What needs to be done:
In the entries below, find the line with "fn check_self_permission(&self, capability: &Capability)" and the line with "fn should_show_rationale(&self, capability: &Capability)"; give again those lines and every line between them, exactly.

Stored data
——————
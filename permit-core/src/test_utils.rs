//! Test utilities for permit-core.
//!
//! This module provides fake host seams for testing negotiations without a
//! real platform behind them.
//!
//! Enable with the `test-utils` feature:
//!
//! ```toml
//! [dev-dependencies]
//! permit-core = { version = "...", features = ["test-utils"] }
//! ```
//!
//! # Example
//!
//! ```rust
//! use permit_core::capability::READ_SMS;
//! use permit_core::test_utils::{FakeHost, FixedProbe, OutcomeRecorder, ScriptedPrompter};
//! use permit_core::Negotiator;
//!
//! let host = FakeHost::new().with_granted(READ_SMS);
//! let mut negotiator = Negotiator::new(host, FixedProbe::runtime(), ScriptedPrompter::new());
//!
//! let recorder = OutcomeRecorder::new();
//! negotiator.request_multi_permissions(vec![READ_SMS], recorder.callback());
//! assert_eq!(recorder.count(), 1);
//! ```

use std::collections::{HashMap, HashSet, VecDeque};
use std::sync::Arc;

use parking_lot::Mutex;

use crate::capability::{Capability, GrantResult};
use crate::host::{
    ConfirmPrompt, HostError, OpMode, PermissionHost, PromptChoice, Prompter, RuntimeGrantProbe,
};
use crate::negotiation::{Outcome, PermissionGrant, RequestCode};

#[derive(Default)]
struct HostState {
    granted: HashSet<Capability>,
    rationale: HashSet<Capability>,
    op_modes: HashMap<String, OpMode>,
    without_op: HashSet<Capability>,
    settings_failure: Option<String>,

    queries: Vec<Capability>,
    rationale_queries: Vec<Capability>,
    noted_ops: Vec<(String, String)>,
    requests: Vec<(Vec<Capability>, RequestCode)>,
    settings_opened: usize,
}

/// An in-memory host with scriptable grant state.
///
/// Clones share state, so a test can hand one clone to a negotiator and
/// inspect or change live state through another. Every capability maps to an
/// operation named after the full capability unless [`FakeHost::without_op`]
/// says otherwise.
///
/// # Example
///
/// ```rust
/// use permit_core::capability::{READ_CONTACTS, READ_SMS};
/// use permit_core::test_utils::FakeHost;
///
/// let host = FakeHost::new()
///     .with_granted(READ_SMS)
///     .with_rationale(READ_CONTACTS);
/// ```
#[derive(Clone)]
pub struct FakeHost {
    package: String,
    state: Arc<Mutex<HostState>>,
}

impl FakeHost {
    /// Create a host where nothing is granted.
    pub fn new() -> Self {
        Self {
            package: "com.example.permit".to_string(),
            state: Arc::new(Mutex::new(HostState::default())),
        }
    }

    pub fn with_package(mut self, package: impl Into<String>) -> Self {
        self.package = package.into();
        self
    }

    /// Mark a capability granted.
    pub fn with_granted(self, capability: Capability) -> Self {
        self.grant(capability);
        self
    }

    /// Mark a capability as owing a rationale.
    pub fn with_rationale(self, capability: Capability) -> Self {
        self.set_rationale(capability, true);
        self
    }

    /// Set the op gate's mode for a capability.
    pub fn with_op_mode(self, capability: Capability, mode: OpMode) -> Self {
        self.state
            .lock()
            .op_modes
            .insert(capability.as_str().to_string(), mode);
        self
    }

    /// Remove the host operation for a capability.
    pub fn without_op(self, capability: Capability) -> Self {
        self.state.lock().without_op.insert(capability);
        self
    }

    /// Make [`PermissionHost::open_app_settings`] fail.
    pub fn with_settings_failure(self, message: impl Into<String>) -> Self {
        self.state.lock().settings_failure = Some(message.into());
        self
    }

    pub fn grant(&self, capability: Capability) {
        self.state.lock().granted.insert(capability);
    }

    pub fn revoke(&self, capability: &Capability) {
        self.state.lock().granted.remove(capability);
    }

    pub fn set_rationale(&self, capability: Capability, owed: bool) {
        let mut state = self.state.lock();
        if owed {
            state.rationale.insert(capability);
        } else {
            state.rationale.remove(&capability);
        }
    }

    /// Capabilities whose operation was looked up, in call order.
    pub fn queries(&self) -> Vec<Capability> {
        self.state.lock().queries.clone()
    }

    /// Capabilities whose rationale flag was read, in call order.
    pub fn rationale_queries(&self) -> Vec<Capability> {
        self.state.lock().rationale_queries.clone()
    }

    /// `(op, package)` pairs noted against the op gate.
    pub fn noted_ops(&self) -> Vec<(String, String)> {
        self.state.lock().noted_ops.clone()
    }

    /// Every permission request made, in order.
    pub fn requests(&self) -> Vec<(Vec<Capability>, RequestCode)> {
        self.state.lock().requests.clone()
    }

    pub fn last_request(&self) -> Option<(Vec<Capability>, RequestCode)> {
        self.state.lock().requests.last().cloned()
    }

    pub fn settings_opened(&self) -> usize {
        self.state.lock().settings_opened
    }
}

impl Default for FakeHost {
    fn default() -> Self {
        Self::new()
    }
}

impl PermissionHost for FakeHost {
    fn package_name(&self) -> &str {
        &self.package
    }

    fn permission_to_op(&self, capability: &Capability) -> Option<String> {
        let mut state = self.state.lock();
        state.queries.push(capability.clone());
        if state.without_op.contains(capability) {
            None
        } else {
            Some(capability.as_str().to_string())
        }
    }

    fn note_proxy_op(&self, op: &str, package: &str) -> OpMode {
        let mut state = self.state.lock();
        state.noted_ops.push((op.to_string(), package.to_string()));
        state.op_modes.get(op).copied().unwrap_or_default()
    }

    fn check_self_permission(&self, capability: &Capability) -> GrantResult {
        GrantResult::from(self.state.lock().granted.contains(capability))
    }

    fn should_show_rationale(&self, capability: &Capability) -> bool {
        let mut state = self.state.lock();
        state.rationale_queries.push(capability.clone());
        state.rationale.contains(capability)
    }

    fn request_permissions(&self, capabilities: &[Capability], code: RequestCode) {
        self.state
            .lock()
            .requests
            .push((capabilities.to_vec(), code));
    }

    fn open_app_settings(&self) -> Result<(), HostError> {
        let mut state = self.state.lock();
        if let Some(message) = &state.settings_failure {
            return Err(HostError::Settings(message.clone()));
        }
        state.settings_opened += 1;
        Ok(())
    }
}

/// A probe with a fixed answer.
#[derive(Debug, Clone, Copy, PartialEq, Eq)]
pub struct FixedProbe(pub bool);

impl FixedProbe {
    /// A host that enforces runtime grants.
    pub fn runtime() -> Self {
        Self(true)
    }

    /// A host from before runtime grants.
    pub fn legacy() -> Self {
        Self(false)
    }
}

impl RuntimeGrantProbe for FixedProbe {
    fn enforces_runtime_grants(&self) -> bool {
        self.0
    }
}

/// A prompter that answers from a queue and records what it was shown.
///
/// When the queue runs dry it declines.
#[derive(Clone, Default)]
pub struct ScriptedPrompter {
    answers: Arc<Mutex<VecDeque<PromptChoice>>>,
    prompts: Arc<Mutex<Vec<ConfirmPrompt>>>,
}

impl ScriptedPrompter {
    pub fn new() -> Self {
        Self::default()
    }

    /// Queue the next answer.
    pub fn answer(self, choice: PromptChoice) -> Self {
        self.answers.lock().push_back(choice);
        self
    }

    /// Prompts shown so far.
    pub fn prompts(&self) -> Vec<ConfirmPrompt> {
        self.prompts.lock().clone()
    }
}

impl Prompter for ScriptedPrompter {
    fn confirm(&self, prompt: &ConfirmPrompt) -> PromptChoice {
        self.prompts.lock().push(prompt.clone());
        self.answers
            .lock()
            .pop_front()
            .unwrap_or(PromptChoice::Decline)
    }
}

/// Records every outcome delivered to its callbacks.
///
/// Used to check that a negotiation fires its callback exactly once.
#[derive(Clone, Default)]
pub struct OutcomeRecorder {
    outcomes: Arc<Mutex<Vec<Outcome>>>,
}

impl OutcomeRecorder {
    pub fn new() -> Self {
        Self::default()
    }

    /// A callback that records into this recorder.
    pub fn callback(&self) -> impl PermissionGrant + 'static {
        let outcomes = Arc::clone(&self.outcomes);
        move |outcome: Outcome| outcomes.lock().push(outcome)
    }

    /// Number of callback invocations so far.
    pub fn count(&self) -> usize {
        self.outcomes.lock().len()
    }

    pub fn outcomes(&self) -> Vec<Outcome> {
        self.outcomes.lock().clone()
    }

    /// The only recorded outcome.
    ///
    /// # Panics
    ///
    /// Panics unless exactly one outcome was recorded.
    pub fn single(&self) -> Outcome {
        let outcomes = self.outcomes.lock();
        assert_eq!(outcomes.len(), 1, "expected exactly one outcome");
        outcomes[0].clone()
    }
}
——————
Answer space:
    fn check_self_permission(&self, capability: &Capability) -> GrantResult {
        GrantResult::from(self.state.lock().granted.contains(capability))
    }

    fn should_show_rationale(&self, capability: &Capability) -> bool {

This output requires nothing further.